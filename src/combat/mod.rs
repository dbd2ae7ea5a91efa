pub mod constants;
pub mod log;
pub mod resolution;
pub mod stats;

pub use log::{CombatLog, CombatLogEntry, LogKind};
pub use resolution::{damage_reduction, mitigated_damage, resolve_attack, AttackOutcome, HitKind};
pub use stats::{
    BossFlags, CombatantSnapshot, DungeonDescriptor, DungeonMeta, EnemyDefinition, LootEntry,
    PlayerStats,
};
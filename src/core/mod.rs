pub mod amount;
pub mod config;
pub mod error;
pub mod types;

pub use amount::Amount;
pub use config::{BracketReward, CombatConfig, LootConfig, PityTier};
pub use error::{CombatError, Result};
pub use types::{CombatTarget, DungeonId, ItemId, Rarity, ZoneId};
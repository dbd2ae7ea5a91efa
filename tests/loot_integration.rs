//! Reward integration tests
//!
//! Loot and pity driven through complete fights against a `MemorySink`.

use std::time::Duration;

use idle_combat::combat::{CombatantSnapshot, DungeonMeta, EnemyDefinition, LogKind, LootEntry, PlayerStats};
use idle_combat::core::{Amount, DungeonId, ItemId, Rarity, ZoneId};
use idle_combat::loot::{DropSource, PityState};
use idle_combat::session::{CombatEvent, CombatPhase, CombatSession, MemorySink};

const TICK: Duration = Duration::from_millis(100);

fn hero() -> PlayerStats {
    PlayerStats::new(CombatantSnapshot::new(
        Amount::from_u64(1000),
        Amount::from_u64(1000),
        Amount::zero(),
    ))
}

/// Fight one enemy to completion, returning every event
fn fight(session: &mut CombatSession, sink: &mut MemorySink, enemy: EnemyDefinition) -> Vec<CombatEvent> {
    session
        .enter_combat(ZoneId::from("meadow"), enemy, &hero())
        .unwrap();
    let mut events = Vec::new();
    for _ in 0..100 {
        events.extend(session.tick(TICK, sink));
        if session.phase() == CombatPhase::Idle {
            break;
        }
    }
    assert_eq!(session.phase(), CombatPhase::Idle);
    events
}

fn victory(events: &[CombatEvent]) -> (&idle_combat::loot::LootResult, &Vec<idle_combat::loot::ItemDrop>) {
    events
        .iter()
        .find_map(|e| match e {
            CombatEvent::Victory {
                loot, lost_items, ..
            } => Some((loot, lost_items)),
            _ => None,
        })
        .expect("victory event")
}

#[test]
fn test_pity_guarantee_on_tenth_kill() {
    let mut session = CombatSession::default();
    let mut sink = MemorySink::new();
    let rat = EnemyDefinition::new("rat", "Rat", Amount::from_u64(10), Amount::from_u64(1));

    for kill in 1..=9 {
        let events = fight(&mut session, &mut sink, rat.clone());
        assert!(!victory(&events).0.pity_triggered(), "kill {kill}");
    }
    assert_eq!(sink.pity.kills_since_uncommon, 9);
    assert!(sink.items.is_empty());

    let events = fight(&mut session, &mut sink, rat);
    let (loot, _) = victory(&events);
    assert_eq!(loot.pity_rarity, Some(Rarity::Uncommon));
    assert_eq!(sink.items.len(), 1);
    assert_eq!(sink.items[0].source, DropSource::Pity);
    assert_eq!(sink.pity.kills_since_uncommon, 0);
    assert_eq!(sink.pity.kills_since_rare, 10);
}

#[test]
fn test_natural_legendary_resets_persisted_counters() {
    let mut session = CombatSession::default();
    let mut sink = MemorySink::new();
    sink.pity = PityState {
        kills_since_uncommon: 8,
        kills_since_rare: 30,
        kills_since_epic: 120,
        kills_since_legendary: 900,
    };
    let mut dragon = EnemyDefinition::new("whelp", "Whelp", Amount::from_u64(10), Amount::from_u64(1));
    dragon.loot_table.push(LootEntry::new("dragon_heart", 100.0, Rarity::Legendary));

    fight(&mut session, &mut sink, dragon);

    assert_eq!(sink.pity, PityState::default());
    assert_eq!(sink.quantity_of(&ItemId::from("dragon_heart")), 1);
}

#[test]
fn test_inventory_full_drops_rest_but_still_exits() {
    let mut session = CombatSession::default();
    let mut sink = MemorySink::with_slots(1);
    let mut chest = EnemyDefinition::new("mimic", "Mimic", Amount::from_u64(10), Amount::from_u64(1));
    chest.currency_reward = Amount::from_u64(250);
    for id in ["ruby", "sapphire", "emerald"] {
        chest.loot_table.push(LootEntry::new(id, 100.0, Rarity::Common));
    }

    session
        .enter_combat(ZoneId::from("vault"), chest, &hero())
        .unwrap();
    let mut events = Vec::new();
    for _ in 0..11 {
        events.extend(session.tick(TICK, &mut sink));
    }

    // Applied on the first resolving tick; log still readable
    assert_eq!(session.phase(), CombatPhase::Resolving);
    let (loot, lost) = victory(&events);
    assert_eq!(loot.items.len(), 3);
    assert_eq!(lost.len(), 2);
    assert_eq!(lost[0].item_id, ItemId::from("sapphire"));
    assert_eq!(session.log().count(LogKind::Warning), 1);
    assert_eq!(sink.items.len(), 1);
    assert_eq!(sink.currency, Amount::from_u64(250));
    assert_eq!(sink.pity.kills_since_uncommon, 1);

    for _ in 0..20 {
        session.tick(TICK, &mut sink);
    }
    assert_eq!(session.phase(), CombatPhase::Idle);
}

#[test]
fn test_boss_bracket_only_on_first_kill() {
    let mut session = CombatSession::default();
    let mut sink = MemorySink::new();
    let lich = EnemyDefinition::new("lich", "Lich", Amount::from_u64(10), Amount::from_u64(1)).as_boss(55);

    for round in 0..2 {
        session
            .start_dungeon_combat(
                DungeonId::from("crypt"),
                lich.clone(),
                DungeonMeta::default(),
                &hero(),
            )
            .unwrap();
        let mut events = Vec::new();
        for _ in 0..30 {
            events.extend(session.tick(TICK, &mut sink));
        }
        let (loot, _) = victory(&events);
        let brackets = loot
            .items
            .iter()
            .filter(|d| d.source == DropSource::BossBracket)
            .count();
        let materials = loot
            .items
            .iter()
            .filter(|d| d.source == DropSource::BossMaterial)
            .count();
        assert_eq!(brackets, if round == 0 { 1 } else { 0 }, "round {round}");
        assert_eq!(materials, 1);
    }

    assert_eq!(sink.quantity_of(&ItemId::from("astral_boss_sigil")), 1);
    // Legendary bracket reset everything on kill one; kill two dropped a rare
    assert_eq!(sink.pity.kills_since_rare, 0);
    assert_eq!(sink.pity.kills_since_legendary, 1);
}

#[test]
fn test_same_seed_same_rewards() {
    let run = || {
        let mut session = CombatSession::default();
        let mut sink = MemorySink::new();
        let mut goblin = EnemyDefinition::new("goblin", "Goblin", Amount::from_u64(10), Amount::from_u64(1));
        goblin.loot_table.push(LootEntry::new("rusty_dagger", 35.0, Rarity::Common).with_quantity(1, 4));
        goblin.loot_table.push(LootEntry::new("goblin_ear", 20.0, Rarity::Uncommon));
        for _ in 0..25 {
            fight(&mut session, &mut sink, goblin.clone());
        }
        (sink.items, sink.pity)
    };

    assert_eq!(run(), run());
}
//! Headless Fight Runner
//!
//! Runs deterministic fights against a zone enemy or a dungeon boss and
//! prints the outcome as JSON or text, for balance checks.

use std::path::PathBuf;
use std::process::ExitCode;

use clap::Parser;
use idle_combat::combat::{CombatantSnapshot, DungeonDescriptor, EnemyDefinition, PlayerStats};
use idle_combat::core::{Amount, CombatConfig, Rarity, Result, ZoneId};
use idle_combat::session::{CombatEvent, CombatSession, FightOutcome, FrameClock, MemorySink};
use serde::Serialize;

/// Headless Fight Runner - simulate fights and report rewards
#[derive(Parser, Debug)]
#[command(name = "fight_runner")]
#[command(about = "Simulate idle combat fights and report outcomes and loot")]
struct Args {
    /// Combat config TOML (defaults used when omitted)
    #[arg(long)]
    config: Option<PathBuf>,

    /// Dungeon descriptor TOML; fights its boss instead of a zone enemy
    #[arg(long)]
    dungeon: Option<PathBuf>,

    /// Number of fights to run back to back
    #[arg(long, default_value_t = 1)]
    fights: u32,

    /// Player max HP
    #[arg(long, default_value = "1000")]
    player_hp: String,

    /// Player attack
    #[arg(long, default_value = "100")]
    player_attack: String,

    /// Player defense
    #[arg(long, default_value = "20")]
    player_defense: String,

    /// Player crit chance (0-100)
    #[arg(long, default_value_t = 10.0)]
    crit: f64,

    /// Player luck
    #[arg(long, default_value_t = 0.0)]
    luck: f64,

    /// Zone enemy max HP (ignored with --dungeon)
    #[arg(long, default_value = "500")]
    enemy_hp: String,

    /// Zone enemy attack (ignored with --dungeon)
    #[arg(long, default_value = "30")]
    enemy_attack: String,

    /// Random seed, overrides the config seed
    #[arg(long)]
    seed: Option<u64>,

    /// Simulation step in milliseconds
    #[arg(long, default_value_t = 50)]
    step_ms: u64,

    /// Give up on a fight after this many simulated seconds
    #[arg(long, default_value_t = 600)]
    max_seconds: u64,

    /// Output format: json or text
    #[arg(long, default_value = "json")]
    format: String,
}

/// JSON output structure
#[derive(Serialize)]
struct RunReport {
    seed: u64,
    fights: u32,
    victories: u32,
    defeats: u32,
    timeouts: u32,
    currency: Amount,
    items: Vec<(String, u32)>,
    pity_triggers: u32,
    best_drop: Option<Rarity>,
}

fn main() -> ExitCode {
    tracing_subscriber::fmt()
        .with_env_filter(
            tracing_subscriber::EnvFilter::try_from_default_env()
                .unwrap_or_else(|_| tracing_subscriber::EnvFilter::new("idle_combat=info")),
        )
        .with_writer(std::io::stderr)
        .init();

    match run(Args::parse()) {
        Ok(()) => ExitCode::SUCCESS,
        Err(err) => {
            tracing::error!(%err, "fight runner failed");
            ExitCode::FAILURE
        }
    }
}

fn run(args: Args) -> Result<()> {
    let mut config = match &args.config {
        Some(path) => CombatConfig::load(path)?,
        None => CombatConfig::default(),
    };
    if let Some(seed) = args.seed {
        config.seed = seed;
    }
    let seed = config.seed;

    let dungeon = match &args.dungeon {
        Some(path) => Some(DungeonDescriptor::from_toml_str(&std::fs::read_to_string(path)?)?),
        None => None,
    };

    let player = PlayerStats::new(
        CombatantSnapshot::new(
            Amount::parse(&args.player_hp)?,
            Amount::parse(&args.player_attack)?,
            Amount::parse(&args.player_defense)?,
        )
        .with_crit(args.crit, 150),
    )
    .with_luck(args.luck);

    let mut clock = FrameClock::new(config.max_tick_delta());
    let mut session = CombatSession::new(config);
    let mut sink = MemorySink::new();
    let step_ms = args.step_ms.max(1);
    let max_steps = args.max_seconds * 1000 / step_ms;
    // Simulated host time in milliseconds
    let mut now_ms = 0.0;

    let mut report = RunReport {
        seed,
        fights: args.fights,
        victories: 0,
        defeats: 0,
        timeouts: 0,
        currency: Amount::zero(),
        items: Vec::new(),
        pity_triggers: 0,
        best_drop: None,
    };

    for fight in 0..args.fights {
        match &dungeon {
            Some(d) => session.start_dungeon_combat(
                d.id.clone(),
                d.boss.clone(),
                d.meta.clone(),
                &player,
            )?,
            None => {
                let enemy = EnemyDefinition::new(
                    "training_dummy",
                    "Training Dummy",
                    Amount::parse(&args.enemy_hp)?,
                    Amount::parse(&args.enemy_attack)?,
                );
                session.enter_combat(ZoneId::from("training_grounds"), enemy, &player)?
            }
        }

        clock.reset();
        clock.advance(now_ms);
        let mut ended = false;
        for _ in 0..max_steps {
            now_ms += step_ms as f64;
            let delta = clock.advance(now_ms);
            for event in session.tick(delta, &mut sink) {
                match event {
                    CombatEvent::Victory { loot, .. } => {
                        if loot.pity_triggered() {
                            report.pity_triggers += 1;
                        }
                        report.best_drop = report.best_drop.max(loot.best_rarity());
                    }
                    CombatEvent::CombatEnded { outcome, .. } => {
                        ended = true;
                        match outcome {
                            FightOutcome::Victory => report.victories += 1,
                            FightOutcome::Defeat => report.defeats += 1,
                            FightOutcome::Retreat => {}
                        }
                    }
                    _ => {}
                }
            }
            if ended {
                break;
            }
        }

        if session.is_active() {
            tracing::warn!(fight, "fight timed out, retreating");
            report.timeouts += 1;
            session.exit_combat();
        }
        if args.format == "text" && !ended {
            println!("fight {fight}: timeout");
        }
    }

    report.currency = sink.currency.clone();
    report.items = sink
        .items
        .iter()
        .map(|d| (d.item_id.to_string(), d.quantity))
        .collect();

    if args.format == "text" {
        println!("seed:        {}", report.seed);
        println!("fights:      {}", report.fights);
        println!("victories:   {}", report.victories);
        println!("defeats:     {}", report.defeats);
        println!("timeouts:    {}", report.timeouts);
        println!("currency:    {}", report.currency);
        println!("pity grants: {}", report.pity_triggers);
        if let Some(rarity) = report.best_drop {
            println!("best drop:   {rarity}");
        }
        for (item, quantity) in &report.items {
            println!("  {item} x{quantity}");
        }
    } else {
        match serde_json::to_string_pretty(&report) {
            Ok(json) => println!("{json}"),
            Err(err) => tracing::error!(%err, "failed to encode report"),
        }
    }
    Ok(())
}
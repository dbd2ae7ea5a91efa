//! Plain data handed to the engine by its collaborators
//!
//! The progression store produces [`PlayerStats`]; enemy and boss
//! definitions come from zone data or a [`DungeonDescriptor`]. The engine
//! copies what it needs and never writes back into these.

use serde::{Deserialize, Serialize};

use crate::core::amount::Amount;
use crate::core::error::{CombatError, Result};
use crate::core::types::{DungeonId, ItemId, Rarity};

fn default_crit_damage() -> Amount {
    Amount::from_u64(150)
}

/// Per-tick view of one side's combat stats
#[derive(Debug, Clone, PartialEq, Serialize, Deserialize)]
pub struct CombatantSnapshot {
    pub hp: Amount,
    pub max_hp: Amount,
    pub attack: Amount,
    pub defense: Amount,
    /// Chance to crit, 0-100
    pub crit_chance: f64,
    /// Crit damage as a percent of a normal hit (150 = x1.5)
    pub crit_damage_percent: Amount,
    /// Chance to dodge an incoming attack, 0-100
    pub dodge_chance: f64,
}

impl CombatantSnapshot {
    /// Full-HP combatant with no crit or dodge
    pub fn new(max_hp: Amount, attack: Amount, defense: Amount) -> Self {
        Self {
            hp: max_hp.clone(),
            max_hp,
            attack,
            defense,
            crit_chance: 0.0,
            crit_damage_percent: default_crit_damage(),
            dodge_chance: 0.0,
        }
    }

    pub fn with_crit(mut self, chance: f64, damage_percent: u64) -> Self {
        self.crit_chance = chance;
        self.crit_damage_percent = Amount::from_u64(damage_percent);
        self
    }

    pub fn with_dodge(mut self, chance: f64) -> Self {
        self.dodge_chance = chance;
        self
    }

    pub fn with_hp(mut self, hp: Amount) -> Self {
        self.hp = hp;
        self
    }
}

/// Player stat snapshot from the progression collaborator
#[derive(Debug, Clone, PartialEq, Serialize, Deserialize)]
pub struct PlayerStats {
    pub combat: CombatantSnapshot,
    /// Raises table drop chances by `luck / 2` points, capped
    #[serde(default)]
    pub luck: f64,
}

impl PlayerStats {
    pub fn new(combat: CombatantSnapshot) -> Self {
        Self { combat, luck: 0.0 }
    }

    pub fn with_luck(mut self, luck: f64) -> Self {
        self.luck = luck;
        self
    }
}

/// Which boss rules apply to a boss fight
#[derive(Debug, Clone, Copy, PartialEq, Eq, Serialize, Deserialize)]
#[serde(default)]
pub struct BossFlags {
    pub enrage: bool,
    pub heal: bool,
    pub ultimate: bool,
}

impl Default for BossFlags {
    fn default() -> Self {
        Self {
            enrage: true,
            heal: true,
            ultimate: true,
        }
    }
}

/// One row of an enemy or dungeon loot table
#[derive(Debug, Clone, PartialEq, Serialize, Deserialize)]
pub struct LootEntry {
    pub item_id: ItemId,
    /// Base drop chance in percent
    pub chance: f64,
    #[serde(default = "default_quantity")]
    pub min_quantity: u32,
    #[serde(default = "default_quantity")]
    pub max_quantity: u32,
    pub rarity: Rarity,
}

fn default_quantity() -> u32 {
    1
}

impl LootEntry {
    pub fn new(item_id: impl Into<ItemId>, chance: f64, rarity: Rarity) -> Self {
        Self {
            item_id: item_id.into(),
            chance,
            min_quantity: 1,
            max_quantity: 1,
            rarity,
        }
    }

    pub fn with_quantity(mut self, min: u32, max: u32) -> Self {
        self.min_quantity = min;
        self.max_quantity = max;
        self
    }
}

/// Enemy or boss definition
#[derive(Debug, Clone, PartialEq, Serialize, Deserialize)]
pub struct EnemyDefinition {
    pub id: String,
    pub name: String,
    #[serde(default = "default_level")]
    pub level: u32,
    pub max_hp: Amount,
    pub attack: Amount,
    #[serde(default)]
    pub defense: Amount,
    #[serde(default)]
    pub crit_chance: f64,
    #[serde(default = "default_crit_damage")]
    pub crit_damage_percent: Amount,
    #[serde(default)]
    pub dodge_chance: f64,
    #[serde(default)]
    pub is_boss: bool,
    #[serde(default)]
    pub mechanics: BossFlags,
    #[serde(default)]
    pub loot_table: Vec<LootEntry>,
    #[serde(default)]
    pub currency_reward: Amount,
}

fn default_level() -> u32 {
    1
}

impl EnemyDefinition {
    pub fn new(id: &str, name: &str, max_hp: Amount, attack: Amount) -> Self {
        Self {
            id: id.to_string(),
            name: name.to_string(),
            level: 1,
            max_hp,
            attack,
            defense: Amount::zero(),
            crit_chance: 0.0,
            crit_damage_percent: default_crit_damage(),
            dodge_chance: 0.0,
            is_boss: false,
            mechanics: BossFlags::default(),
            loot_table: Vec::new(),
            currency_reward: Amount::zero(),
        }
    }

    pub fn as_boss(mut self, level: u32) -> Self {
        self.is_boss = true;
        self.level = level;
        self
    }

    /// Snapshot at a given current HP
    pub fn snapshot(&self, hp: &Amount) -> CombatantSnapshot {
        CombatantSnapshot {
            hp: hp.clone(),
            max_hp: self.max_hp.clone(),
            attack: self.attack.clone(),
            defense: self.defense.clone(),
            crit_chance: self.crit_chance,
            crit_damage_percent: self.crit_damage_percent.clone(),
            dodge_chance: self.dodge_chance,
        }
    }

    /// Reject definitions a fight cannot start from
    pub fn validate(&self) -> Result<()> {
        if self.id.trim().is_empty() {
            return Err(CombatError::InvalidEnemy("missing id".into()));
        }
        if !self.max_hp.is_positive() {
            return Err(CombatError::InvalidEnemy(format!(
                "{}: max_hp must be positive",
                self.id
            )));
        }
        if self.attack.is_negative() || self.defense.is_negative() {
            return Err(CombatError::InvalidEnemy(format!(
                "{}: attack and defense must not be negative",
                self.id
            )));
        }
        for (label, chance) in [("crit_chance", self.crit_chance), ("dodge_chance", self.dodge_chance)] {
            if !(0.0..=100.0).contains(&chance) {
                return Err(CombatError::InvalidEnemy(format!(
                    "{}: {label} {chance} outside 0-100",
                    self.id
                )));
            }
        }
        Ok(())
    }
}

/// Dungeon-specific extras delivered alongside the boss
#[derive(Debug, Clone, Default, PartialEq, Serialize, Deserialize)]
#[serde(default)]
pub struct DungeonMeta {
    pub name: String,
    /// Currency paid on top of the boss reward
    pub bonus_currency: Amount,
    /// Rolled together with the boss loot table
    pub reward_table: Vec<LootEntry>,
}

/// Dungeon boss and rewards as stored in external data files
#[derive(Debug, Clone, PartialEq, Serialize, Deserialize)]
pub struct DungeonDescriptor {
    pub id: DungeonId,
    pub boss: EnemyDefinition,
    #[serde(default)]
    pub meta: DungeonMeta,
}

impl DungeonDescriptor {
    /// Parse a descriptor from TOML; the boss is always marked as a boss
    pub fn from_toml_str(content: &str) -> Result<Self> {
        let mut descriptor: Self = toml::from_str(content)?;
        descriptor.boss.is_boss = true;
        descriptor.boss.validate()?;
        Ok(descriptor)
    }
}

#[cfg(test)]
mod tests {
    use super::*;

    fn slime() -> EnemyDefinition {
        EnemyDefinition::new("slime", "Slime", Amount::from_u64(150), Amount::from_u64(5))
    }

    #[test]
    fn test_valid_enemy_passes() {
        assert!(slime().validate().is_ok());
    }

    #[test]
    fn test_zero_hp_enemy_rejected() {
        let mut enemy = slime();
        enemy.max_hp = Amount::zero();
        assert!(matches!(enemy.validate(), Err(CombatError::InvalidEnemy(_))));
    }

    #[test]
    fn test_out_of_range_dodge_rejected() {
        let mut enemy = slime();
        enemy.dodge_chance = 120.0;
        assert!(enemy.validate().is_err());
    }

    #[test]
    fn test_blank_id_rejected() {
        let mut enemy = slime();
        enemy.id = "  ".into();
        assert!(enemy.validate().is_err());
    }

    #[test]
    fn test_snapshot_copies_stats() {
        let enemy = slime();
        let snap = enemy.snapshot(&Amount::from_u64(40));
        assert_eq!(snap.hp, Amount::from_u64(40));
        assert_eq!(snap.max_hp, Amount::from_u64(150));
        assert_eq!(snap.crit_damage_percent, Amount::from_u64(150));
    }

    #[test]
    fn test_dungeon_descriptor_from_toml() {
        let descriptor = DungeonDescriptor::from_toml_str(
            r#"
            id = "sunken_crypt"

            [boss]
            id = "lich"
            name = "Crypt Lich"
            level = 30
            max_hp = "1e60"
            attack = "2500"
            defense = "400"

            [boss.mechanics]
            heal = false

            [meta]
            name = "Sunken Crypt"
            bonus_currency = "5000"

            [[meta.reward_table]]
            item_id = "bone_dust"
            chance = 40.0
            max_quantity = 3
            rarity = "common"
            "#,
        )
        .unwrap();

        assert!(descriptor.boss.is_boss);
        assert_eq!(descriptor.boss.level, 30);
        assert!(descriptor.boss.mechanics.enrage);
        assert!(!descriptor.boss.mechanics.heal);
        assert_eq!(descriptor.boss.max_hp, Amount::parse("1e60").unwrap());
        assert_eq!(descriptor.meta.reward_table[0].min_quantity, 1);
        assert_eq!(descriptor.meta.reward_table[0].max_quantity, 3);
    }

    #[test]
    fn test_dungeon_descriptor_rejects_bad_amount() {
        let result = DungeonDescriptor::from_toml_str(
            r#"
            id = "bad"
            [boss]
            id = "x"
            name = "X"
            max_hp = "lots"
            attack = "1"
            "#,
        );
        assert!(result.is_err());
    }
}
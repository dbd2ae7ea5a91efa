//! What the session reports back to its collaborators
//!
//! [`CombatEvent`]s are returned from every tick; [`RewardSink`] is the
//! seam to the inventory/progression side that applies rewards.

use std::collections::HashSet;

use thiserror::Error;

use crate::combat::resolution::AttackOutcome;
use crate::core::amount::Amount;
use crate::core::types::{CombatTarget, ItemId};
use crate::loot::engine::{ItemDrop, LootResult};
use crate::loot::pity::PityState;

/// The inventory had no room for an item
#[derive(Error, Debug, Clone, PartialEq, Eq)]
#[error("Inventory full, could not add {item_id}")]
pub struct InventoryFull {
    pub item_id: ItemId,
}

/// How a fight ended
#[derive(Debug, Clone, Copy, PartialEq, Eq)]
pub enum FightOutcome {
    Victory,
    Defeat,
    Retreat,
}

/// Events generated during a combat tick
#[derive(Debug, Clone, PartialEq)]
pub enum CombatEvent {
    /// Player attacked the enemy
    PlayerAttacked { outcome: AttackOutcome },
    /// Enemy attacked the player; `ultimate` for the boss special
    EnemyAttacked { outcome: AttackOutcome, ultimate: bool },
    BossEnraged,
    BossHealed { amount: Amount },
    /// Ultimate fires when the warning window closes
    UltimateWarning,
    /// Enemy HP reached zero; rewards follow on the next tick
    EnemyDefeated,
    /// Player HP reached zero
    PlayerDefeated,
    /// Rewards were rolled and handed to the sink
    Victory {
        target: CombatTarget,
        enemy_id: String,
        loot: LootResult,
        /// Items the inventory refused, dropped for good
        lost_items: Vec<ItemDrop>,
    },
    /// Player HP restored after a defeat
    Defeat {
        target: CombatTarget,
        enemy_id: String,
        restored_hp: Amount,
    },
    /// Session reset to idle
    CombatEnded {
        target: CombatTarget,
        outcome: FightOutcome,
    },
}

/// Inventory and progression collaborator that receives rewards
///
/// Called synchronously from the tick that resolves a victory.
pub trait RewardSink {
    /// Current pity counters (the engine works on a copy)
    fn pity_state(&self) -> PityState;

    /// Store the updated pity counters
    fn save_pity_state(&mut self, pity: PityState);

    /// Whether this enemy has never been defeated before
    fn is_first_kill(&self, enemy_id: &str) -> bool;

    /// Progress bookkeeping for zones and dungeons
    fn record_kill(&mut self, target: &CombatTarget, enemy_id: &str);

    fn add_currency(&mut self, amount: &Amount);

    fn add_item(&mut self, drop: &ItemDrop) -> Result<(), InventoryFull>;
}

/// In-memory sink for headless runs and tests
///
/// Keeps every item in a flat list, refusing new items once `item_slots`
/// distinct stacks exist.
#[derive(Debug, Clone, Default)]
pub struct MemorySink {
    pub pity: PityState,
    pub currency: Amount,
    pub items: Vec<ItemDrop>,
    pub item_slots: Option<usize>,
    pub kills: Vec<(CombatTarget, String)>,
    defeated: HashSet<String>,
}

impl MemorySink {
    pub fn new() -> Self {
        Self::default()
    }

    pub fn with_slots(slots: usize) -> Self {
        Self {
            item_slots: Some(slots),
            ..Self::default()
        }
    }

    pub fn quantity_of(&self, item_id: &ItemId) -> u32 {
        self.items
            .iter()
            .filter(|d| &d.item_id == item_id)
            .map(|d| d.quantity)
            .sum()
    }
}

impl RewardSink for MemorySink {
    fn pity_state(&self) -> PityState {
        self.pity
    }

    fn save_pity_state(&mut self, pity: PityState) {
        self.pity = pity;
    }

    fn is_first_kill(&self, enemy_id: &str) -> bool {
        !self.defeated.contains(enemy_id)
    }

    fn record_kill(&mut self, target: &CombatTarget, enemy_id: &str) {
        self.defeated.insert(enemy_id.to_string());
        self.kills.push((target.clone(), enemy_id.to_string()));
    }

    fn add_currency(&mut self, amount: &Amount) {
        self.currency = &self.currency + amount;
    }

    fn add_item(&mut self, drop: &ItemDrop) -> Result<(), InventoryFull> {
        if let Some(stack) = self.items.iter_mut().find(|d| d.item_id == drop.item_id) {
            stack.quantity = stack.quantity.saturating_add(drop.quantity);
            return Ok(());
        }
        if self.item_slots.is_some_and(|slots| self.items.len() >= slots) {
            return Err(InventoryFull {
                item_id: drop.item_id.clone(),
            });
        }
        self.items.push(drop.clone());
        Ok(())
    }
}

——————

*Exercise instructions:*
The expected result is every line above containing the string "mechanics".

*Exercise response:*
    pub mechanics: BossFlags,
            mechanics: BossFlags::default(),
            [boss.mechanics]
        assert!(descriptor.boss.mechanics.enrage);
        assert!(!descriptor.boss.mechanics.heal);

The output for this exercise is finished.